//! The operating-hours engine: profile table plus the open/closed queries.
//!
//! # Design
//!
//! Profiles are created lazily on first query and cached in an `FxHashMap`.
//! The engine is the only writer: callers receive copies, never mutable
//! references, so reads within a tick need no synchronization once a profile
//! exists.  Buildings absent from the table (sentinel id, untracked
//! classifications) always report open / not restricted / not closing.

use rd_core::{BuildingId, DayClock, SimRng, SimulationConfig};
use rd_world::{BuildingClass, Buildings, Service, TravelTime};
use rustc_hash::FxHashMap;
use tracing::debug;

use crate::derive::{apply_policies, create_default, needs_work_time};
use crate::profile::WorkTime;

/// Lead window for [`OperatingHours::is_closing_soon`].
pub const CLOSING_LEAD_HOURS: f32 = 2.0;

/// Earliest hour an extended first shift may open.
const EARLIEST_OPENING: f32 = 5.5;

/// Continuous day-half boundaries.
const CONTINUOUS_BEGIN: f32 = 8.0;
const CONTINUOUS_END: f32 = 20.0;

/// Closing hour of two-shift schools (evening classes end).
const SCHOOL_SECOND_SHIFT_END: f32 = 22.0;

pub struct OperatingHours {
    table: FxHashMap<BuildingId, WorkTime>,
}

impl Default for OperatingHours {
    fn default() -> Self {
        Self::new()
    }
}

impl OperatingHours {
    pub fn new() -> Self {
        Self { table: FxHashMap::default() }
    }

    /// Cached profile, if one was ever created.
    #[inline]
    pub fn get(&self, building: BuildingId) -> Option<&WorkTime> {
        self.table.get(&building)
    }

    /// Profile for a tracked building, deriving and caching the default on
    /// first query.  `None` for untracked buildings and the sentinel.
    pub fn get_or_create<W: Buildings>(
        &mut self,
        world: &W,
        config: &SimulationConfig,
        rng: &mut SimRng,
        building: BuildingId,
    ) -> Option<WorkTime> {
        if building.is_none() {
            return None;
        }
        if let Some(existing) = self.table.get(&building) {
            return Some(*existing);
        }
        let class = world.class(building)?;
        if !needs_work_time(&class) {
            return None;
        }
        let profile = create_default(world, config, rng, building, &class);
        debug!(target: "schedule", %building, ?profile, "derived default work time");
        self.table.insert(building, profile);
        Some(profile)
    }

    /// Install a user/preset override.  Clears `is_default` so policy
    /// triggers leave it alone.
    pub fn set_override(&mut self, building: BuildingId, profile: WorkTime) {
        if let Some(existing) = self.table.get(&building) {
            if existing.is_locked {
                return;
            }
        }
        self.table.insert(building, WorkTime { is_default: false, ..profile });
    }

    /// Drop a building's profile (demolition, abandonment, reclassification).
    pub fn remove(&mut self, building: BuildingId) {
        self.table.remove(&building);
    }

    /// Re-derive a profile in place after a dependent condition changed
    /// (district policy, essential-industry flag).  Override flags suppress
    /// the update.  Returns `true` when the profile actually changed.
    pub fn update<W: Buildings>(&mut self, world: &W, building: BuildingId) -> bool {
        let Some(class) = world.class(building) else {
            return false;
        };
        let Some(current) = self.table.get(&building) else {
            return false;
        };
        match apply_policies(world, building, &class, current) {
            Some(updated) => {
                debug!(target: "schedule", %building, ?updated, "work time updated by policy");
                self.table.insert(building, updated);
                true
            }
            None => false,
        }
    }

    // ── Queries ───────────────────────────────────────────────────────────

    /// `true` if the building is in an open shift at the clock's current
    /// hour, counting it open `lead_hours` early.
    pub fn is_working<W: Buildings>(
        &mut self,
        world: &W,
        config: &SimulationConfig,
        clock: &DayClock,
        rng: &mut SimRng,
        building: BuildingId,
        lead_hours: f32,
    ) -> bool {
        if building.is_none() {
            return true;
        }
        let Some(class) = world.class(building) else {
            return true;
        };
        if !needs_work_time(&class) {
            return true;
        }
        if !world.is_active(building) {
            return false;
        }
        let Some(profile) = self.get_or_create(world, config, rng, building) else {
            return true;
        };

        if !shift_open(&profile, &class, config, clock, lead_hours) {
            return false;
        }

        // Under workforce-matters, an unstaffed building with employees on
        // its books counts as closed.
        if config.workforce_matters
            && world.workers_present(building) == 0
            && !world.workers(building).is_empty()
        {
            return false;
        }
        true
    }

    /// `true` once the current hour is within [`CLOSING_LEAD_HOURS`] of the
    /// building's effective closing boundary.
    pub fn is_closing_soon<W: Buildings>(
        &mut self,
        world: &W,
        config: &SimulationConfig,
        clock: &DayClock,
        rng: &mut SimRng,
        building: BuildingId,
    ) -> bool {
        if building.is_none() {
            return false;
        }
        let Some(class) = world.class(building) else {
            return false;
        };
        let Some(profile) = self.get_or_create(world, config, rng, building) else {
            return false;
        };
        if profile.is_always_open() {
            return false;
        }
        let (_, close) = day_window(&profile, &class, config);
        let remaining = close - clock.current_hour();
        (0.0..=CLOSING_LEAD_HOURS).contains(&remaining)
    }

    /// `true` when visiting the building now (or at the estimated arrival
    /// hour, for a journey starting at `from`) would violate the district
    /// noise restriction.
    pub fn is_noise_restricted<W: Buildings + TravelTime>(
        &self,
        world: &W,
        config: &SimulationConfig,
        clock: &DayClock,
        building: BuildingId,
        from: BuildingId,
    ) -> bool {
        if building.is_none() || !world.is_noise_restricted_area(building) {
            return false;
        }
        let hour = if from.is_some() {
            (clock.current_hour() + world.estimate_hours(from, building)) % 24.0
        } else {
            clock.current_hour()
        };
        hour >= config.go_to_sleep_hour || hour < config.wake_up_hour
    }

    // ── Snapshot support ──────────────────────────────────────────────────

    /// All cached profiles in ascending building order.
    pub fn entries(&self) -> Vec<(BuildingId, WorkTime)> {
        let mut entries: Vec<_> = self.table.iter().map(|(&id, &wt)| (id, wt)).collect();
        entries.sort_by_key(|&(id, _)| id);
        entries
    }

    /// Rebuild the table from snapshot entries.
    pub fn restore(entries: impl IntoIterator<Item = (BuildingId, WorkTime)>) -> Self {
        Self { table: entries.into_iter().collect() }
    }

    pub fn len(&self) -> usize {
        self.table.len()
    }

    pub fn is_empty(&self) -> bool {
        self.table.is_empty()
    }
}

// ── Shift-shape math ──────────────────────────────────────────────────────────

fn is_school(class: &BuildingClass) -> bool {
    matches!(class.service, Service::Education | Service::Campus)
}

/// Opening and closing hour for a profile that is not always open.
fn day_window(profile: &WorkTime, class: &BuildingClass, config: &SimulationConfig) -> (f32, f32) {
    let school = is_school(class);
    let begin = if school { config.school_begin } else { config.work_begin };
    let end = if school { config.school_end } else { config.work_end };

    if profile.has_continuous_work_shift {
        return (CONTINUOUS_BEGIN, CONTINUOUS_END);
    }

    let open = if profile.has_extended_work_shift {
        EARLIEST_OPENING.min(if school { begin } else { config.wake_up_hour })
    } else {
        begin
    };

    let close = match profile.work_shifts {
        1 => end,
        _ => {
            if school {
                SCHOOL_SECOND_SHIFT_END
            } else {
                config.go_to_sleep_hour
            }
        }
    };
    (open, close)
}

/// Pure function of hour × profile: shift-shape evaluation with weekend and
/// night exclusions applied first.
fn shift_open(
    profile: &WorkTime,
    class: &BuildingClass,
    config: &SimulationConfig,
    clock: &DayClock,
    lead_hours: f32,
) -> bool {
    if profile.is_always_open() {
        return true;
    }
    if clock.is_weekend() && !profile.work_at_weekends {
        return false;
    }
    if clock.is_night() && !profile.work_at_night {
        return false;
    }

    let (open, close) = day_window(profile, class, config);
    let hour = clock.current_hour();
    hour >= (open - lead_hours).max(0.0) && hour < close
}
::::
WHAT YOU WILL DO: Please show every line of the records that holds the word "first".

WRITTEN RESPONSE:
//! Profiles are created lazily on first query and cached in an `FxHashMap`.
/// Earliest hour an extended first shift may open.
    /// first query.  `None` for untracked buildings and the sentinel.
/// night exclusions applied first.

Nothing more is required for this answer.